I think Bernanke, Draghi and other central bankers saved their bullets earlier this month knowing that the coming turbulence may require a couple of shots. I still don't think the Fed will do another round of quantitative easing. We will see about that. For now, some analysts are speculating that an extension of Operation Twist is highly probable. But as the worldwide conditions deteriorate, specially in Europe, I see the probability as high that the heavy printing virus will proliferate fast and strong in other major economies, specially in the more export-dependent nations that have been loosing ground like China and India. This in turn may keep the US dollar going strong, and that doesn't bode well with Bernanke's monetary policy. Deflation fears are slowly raising the odds of another round of QE. The worldwide currency devaluation race and interest rate cuts most probably will continue for the next 6 months. We also have to consider that the ECRI Weekly Leading Index is not looking good at all at the moment and the Volatility Index ($VIX) is rising fast and may reach the 30 point panic level sooner rather than later.

Mr Bond Market told a secret to Mr Stock Market: The world already ended and you haven't noticed

The US bond market is not talking about a Y2K-type collapse, or about a large hadron collider black hole, or about Mayan calendar prophecies. Here is a graph of iShares Barclays 20+ yr Treasury Bond Fund (NYSEARCA:TLT):

Bond yields are setting new lows as easy as Barry Bonds and Mark McGwire were setting new home run records a decade ago. As I write, the bond yield on the 30 year treasury bond is 2.77%. Is the US bond market in full panic while the stock market is still on semi-panic mode? Is operation twist still causing a major steroid-infused bond price hike for long maturity treasuries? Or is it the potential for a twist dance extension that's contributing to all this?

I think that the US bond market is pricing in what's going to happen if there is a "Grexit". It's basically adopting a worst case scenario approach. But with yields approaching Finland and Singapore levels, for how long will they go down the drain? They definitely can go lower, but we have to consider that the yields are currently lower than they were in the 2008 financial crisis. Even with the recent run in stocks, bonds remained in the panic level. In other words, in bond market's opinion, the stock market is running on imaginary gasoline for now. We will know who's right very soon.

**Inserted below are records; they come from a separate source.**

//! # roomsync-client
//!
//! HTTP access to the rooms API: membership listing, membership creation and
//! direct messages. [`RoomService`] is the trait the reconciler depends on;
//! [`RoomsClient`] implements it over `reqwest`.

pub mod client;
pub mod error;
pub mod service;

pub use client::{RoomsClient, MAX_PAGE_SIZE};
pub use error::TransportError;
pub use service::RoomService;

Investors are running short of places to hide... and besides cash, stocks could be the only asset class that may look attractive. If, and only if, the EU takes decisive action, the shift from bonds to stocks will happen, and it will be brutal. That's why in these times, the higher the tension, the riskier is to go short on stocks. A sudden and decisive action by a central bank may have a high cost in your portfolio in just one day if you are shorting. Trying to trade the market in the short term, based on central bank speculation, is even riskier, as you could get whipsawed like it happened to many funds on 2011.

In short, cash is still king, but I think it's a good idea to slowly accumulate shares of quality undervalued and oversold stocks when the market creates panic dips. I'm expecting the tension to remain high (chupacabra level) or go higher in the near future and possibly reach a climax for the year (if the central banks keep saving their bullets), which should create another return to sub 1,280 territory in the S&P 500. The SPDR S&P 500 (NYSEARCA:SPY) is currently around 132 pts. No big announcements by the FED or the ECB on the next 4 weeks should be enough for the pulldown to happen, regardless of who wins in the Greece vote. That pulldown may be the final stress spike that can make the central bankers to pull the trigger. Then, the big shift happens. Stay tuned.

Disclosure: I have no positions in any stocks mentioned, and no plans to initiate any positions within the next 72 hours.